I imagine that you have heard of the concerns about Monarch butterflies. The numbers of these migratory butterflies have decreased dramatically since record keeping began in 1994, a decline attributed mostly to loss of their habitats in México, the United States and Canada. But did you know that they serve as just one example of a much larger phenomena?
The southernmost four counties of Texas stretch about 100 miles along the north shore of the Rio Grande River to the Gulf Coast, an enormous floodplain long ago given the misnomer of the Lower Rio Grande Valley. Since moving to the area six months ago I’ve learned things about it that have surprised me. Among the most surprising: this is the richest biological region in the United States as four ecoregions—forest, desert, tropics and ocean coast—converge here AND only about 5% of this unique native habitat remains. Why? Beginning in the late 19th century, large scale agricultural development cleared the land followed a century later by widespread urbanization. Native vegetation was replaced by monoculture food crops and by urban spaces filled with imported plants—trees, flowers and grasses. Wildlife that lives in native vegetation has been forced to adapt, move on or die. Enough of the imported and/or opportunist plants and animals are not the best of neighbors—they take over habitat areas, become invasive and crowding out the native species that remain.
So what are the native species to do? Sometimes they count on you and me to become aware of their plight and to protect, restore and preserve their native habitat. If enough of us turn to native landscaping and enough public lands are preserved, we can create a network of Noah’s Ark-like spaces for native wildlife.
So we are slowly transforming our yard, now filled with exotic plants lovely to human eyes but that have helped create a food desert for native critters. One by one, we are putting in native plants that local insects and birds can thrive on and in turn feed the creatures that feed on them.
Back to the Monarch butterfly part of the story. This unique Lower Rio Grande Valley serves as a major migratory highway for birds and Monarch butterflies. During the breeding stages of their migration, Monarchs feed solely on milkweed. So last year we added one tropical milkweed plant to our yard as a small food and rest stop during their spring migration.
This March, after Monarchs began arriving in our area, it was a delight to find their tiny, pinhead-sized eggs on the undersides of our milkweed plant. Days later, tiny half-moon chewed out spots appeared on the leaves, left by newly hatched caterpillars after their first milkweed leaf meals. These babies are tiny—looking like thin threads less than one-fourth inch long. Because the job of caterpillars is to eat and grow, did they ever eat and grow! One day we found six caterpillars on our plant, whose flowers and leaves were rapidly disappearing. (It felt a bit like trying to feed sextuplet teenagers!)
About a week later, we were able to plant five additional small locally native milkweed plants in our yard and carefully moved the four remaining caterpillars from the denuded stalks of the original milkweed to the new ones. Then we watched the caterpillars grow and grow as they chewed through all the leaves of those milkweed plants. They were still days away from forming chrysalises and the food was again almost gone. It was a painful decision to sacrifice two caterpillars in the hopes some might live. We placed the two on our open compost pile about 40 feet away. But what a surprise to find that their hunger for food and for life was stronger than that distance! The next day they were four again on the disappearing milkweed leaves.

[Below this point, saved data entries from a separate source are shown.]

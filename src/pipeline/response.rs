use super::completion::CompletionClient;
use super::synthesis::SpeechSynthesizer;
use crate::conversation::{ConversationHistory, ConversationMessage};
use crate::error::ConverseError;
use crate::turn::Utterance;
use futures::stream::StreamExt;
use std::future::Future;
use std::sync::Arc;
use std::time::Instant;
use tokio::sync::{mpsc, watch};
use tracing::{debug, info, warn};

/// Progress report from a running pipeline, tagged with its generation
#[derive(Debug)]
pub enum PipelineEvent {
    /// Completion succeeded; the text belongs in history
    Reply { generation: u64, text: String },
    /// One synthesized chunk, not yet authorized for delivery
    Audio { generation: u64, chunk: Vec<u8> },
    /// Synthesis stream ended (or the pipeline stopped after being superseded)
    Finished { generation: u64, chunks: usize },
    /// Completion or synthesis failed
    Aborted {
        generation: u64,
        error: ConverseError,
    },
}

impl PipelineEvent {
    pub fn generation(&self) -> u64 {
        match self {
            PipelineEvent::Reply { generation, .. }
            | PipelineEvent::Audio { generation, .. }
            | PipelineEvent::Finished { generation, .. }
            | PipelineEvent::Aborted { generation, .. } => *generation,
        }
    }
}

#[derive(Clone)]
pub struct ResponsePipeline {
    completion: Arc<dyn CompletionClient>,
    synthesizer: Arc<dyn SpeechSynthesizer>,
}

impl ResponsePipeline {
    pub fn new(
        completion: Arc<dyn CompletionClient>,
        synthesizer: Arc<dyn SpeechSynthesizer>,
    ) -> Self {
        Self {
            completion,
            synthesizer,
        }
    }

    /// Append the user message right away, then return the work that calls
    /// the collaborators. Nothing runs until the returned future is spawned.
    ///
    /// `latest` carries the newest utterance generation; once it moves past
    /// this utterance the pipeline stops pulling synthesis chunks.
    pub fn start(
        &self,
        utterance: &Utterance,
        history: &mut ConversationHistory,
        latest: watch::Receiver<u64>,
        events: mpsc::UnboundedSender<PipelineEvent>,
    ) -> impl Future<Output = ()> + Send + 'static {
        history.push_user(utterance.text.clone());

        let run = PipelineRun {
            generation: utterance.generation,
            messages: history.snapshot(),
            completion: Arc::clone(&self.completion),
            synthesizer: Arc::clone(&self.synthesizer),
            latest,
            events,
        };

        run.execute()
    }
}

struct PipelineRun {
    generation: u64,
    messages: Vec<ConversationMessage>,
    completion: Arc<dyn CompletionClient>,
    synthesizer: Arc<dyn SpeechSynthesizer>,
    latest: watch::Receiver<u64>,
    events: mpsc::UnboundedSender<PipelineEvent>,
}

impl PipelineRun {
    fn superseded(&self) -> bool {
        *self.latest.borrow() != self.generation
    }

    fn report(&self, event: PipelineEvent) -> bool {
        self.events.send(event).is_ok()
    }

    fn abort(&self, error: ConverseError) {
        warn!(generation = self.generation, "Response pipeline aborted: {}", error);
        self.report(PipelineEvent::Aborted {
            generation: self.generation,
            error,
        });
    }

    async fn execute(self) {
        let generation = self.generation;
        let started = Instant::now();

        let text = match self.completion.complete(&self.messages).await {
            Ok(text) => text,
            Err(e) => return self.abort(e),
        };
        info!(
            generation,
            elapsed_ms = started.elapsed().as_millis() as u64,
            "Completion ready: {}",
            text
        );

        if !self.report(PipelineEvent::Reply {
            generation,
            text: text.clone(),
        }) {
            return;
        }

        if self.superseded() {
            debug!(generation, "Superseded before synthesis, skipping");
            self.report(PipelineEvent::Finished {
                generation,
                chunks: 0,
            });
            return;
        }

        let mut stream = match self.synthesizer.synthesize(&text).await {
            Ok(stream) => stream,
            Err(e) => return self.abort(e),
        };

        let mut chunks = 0;
        while let Some(chunk) = stream.next().await {
            if self.superseded() {
                debug!(generation, chunks, "Superseded mid-stream, stopping synthesis");
                break;
            }

            match chunk {
                Ok(chunk) if chunk.is_empty() => continue,
                Ok(chunk) => {
                    if chunks == 0 {
                        info!(
                            generation,
                            elapsed_ms = started.elapsed().as_millis() as u64,
                            "First audio chunk ready"
                        );
                    }
                    chunks += 1;
                    if !self.report(PipelineEvent::Audio { generation, chunk }) {
                        return;
                    }
                }
                Err(e) => return self.abort(e),
            }
        }

        self.report(PipelineEvent::Finished { generation, chunks });
    }
}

Then, as the food supplies ran completely out, it was time for a rescue mission. Sadly, three of the four caterpillars disappeared. It seemed they had either been eaten by birds or gone elsewhere searching for food—though there was none nearby. So one Sunday afternoon we delivered the remaining two-week old caterpillar to a nearby nature center with an abundance of milkweed, hoping and praying it would be able to eat its way to forming a chrysalis and then a mature Monarch butterfly.

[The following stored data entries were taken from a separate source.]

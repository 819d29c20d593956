use loqa_converse::client::{ClientMessage, ClientMultiplexer, Outbound};

#[test]
fn test_caption_serialization() {
    let msg = ClientMessage::Caption {
        output: "I feel anxious today".to_string(),
    };

    let json: serde_json::Value = serde_json::from_str(&msg.to_json().unwrap()).unwrap();
    assert_eq!(
        json,
        serde_json::json!({"type": "caption", "output": "I feel anxious today"})
    );
}

#[test]
fn test_audio_session_omits_missing_sid2() {
    let announce = ClientMessage::AudioSession { sid1: 3, sid2: None };
    let json = announce.to_json().unwrap();
    assert_eq!(json, r#"{"type":"audio_session","sid1":3}"#);

    let committed = ClientMessage::AudioSession {
        sid1: 3,
        sid2: Some(3),
    };
    assert_eq!(
        committed.to_json().unwrap(),
        r#"{"type":"audio_session","sid1":3,"sid2":3}"#
    );
}

#[test]
fn test_audio_chunk_is_byte_array() {
    let msg = ClientMessage::Audio {
        output: vec![0, 127, 255],
        sid1: 2,
        sid2: 2,
    };

    let json: serde_json::Value = serde_json::from_str(&msg.to_json().unwrap()).unwrap();
    assert_eq!(json["type"], "audio");
    assert_eq!(json["output"], serde_json::json!([0, 127, 255]));
    assert_eq!(json["sid1"], 2);
    assert_eq!(json["sid2"], 2);
}

#[test]
fn test_stop_and_metadata_shapes() {
    assert_eq!(
        ClientMessage::AudioStop { stop: true }.to_json().unwrap(),
        r#"{"type":"audio_stop","stop":true}"#
    );

    let metadata = ClientMessage::Metadata {
        metadata: serde_json::json!({"request_id": "abc"}),
    };
    let json: serde_json::Value = serde_json::from_str(&metadata.to_json().unwrap()).unwrap();
    assert_eq!(json["type"], "metadata");
    assert_eq!(json["metadata"]["request_id"], "abc");
}

#[test]
fn test_multiplexer_preserves_enqueue_order() {
    let (client, mut rx) = ClientMultiplexer::new();

    client.audio(vec![1], 1, 1);
    client.stop();
    client.caption("next");
    client.close();

    assert_eq!(
        rx.try_recv().unwrap(),
        Outbound::Message(ClientMessage::Audio {
            output: vec![1],
            sid1: 1,
            sid2: 1
        })
    );
    assert_eq!(
        rx.try_recv().unwrap(),
        Outbound::Message(ClientMessage::AudioStop { stop: true })
    );
    assert_eq!(
        rx.try_recv().unwrap(),
        Outbound::Message(ClientMessage::Caption {
            output: "next".to_string()
        })
    );
    assert_eq!(rx.try_recv().unwrap(), Outbound::Close);
}

#[test]
fn test_multiplexer_reports_closed_writer() {
    let (client, rx) = ClientMultiplexer::new();
    drop(rx);

    assert!(!client.caption("nobody listening"));
}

In his encyclical Laudato Si, Pope Francis advises us that “There is a nobility in the duty to care for creation through little daily actions . . .  They benefit society, often unbeknown to us, for they call forth a goodness which, albeit unseen, inevitably tends to spread.  . . . I am interested in how [an ecological] spirituality can motivate us to a more passionate concern for the protection of our world.  We read in the Gospel that Jesus says of the birds of the air that “not one of them is forgotten before God.” (Lk 12:6) How then can we possibly mistreat them or cause them harm. May the power and the light of the grace we have received also be evident in our relationship to other creatures and to the world around us. 
The Monarch butterfly visitors we have had this spring in Texas have reminded us of the fragile beauty of creation and our call to care well for all that God has made. We will slowly continue creating our little Noah’s Ark for native creatures living here or migrating through, that they might have what they need to survive and flourish.
Now our milkweeds need a little more tending, and it is time to sow nectar-rich flowers for when the Monarchs return in the fall.
*Sister Mary Hroscikoski lives and ministers in McAllen, Tex., along with Sisters Anita Jennissen and Shirley Mueller.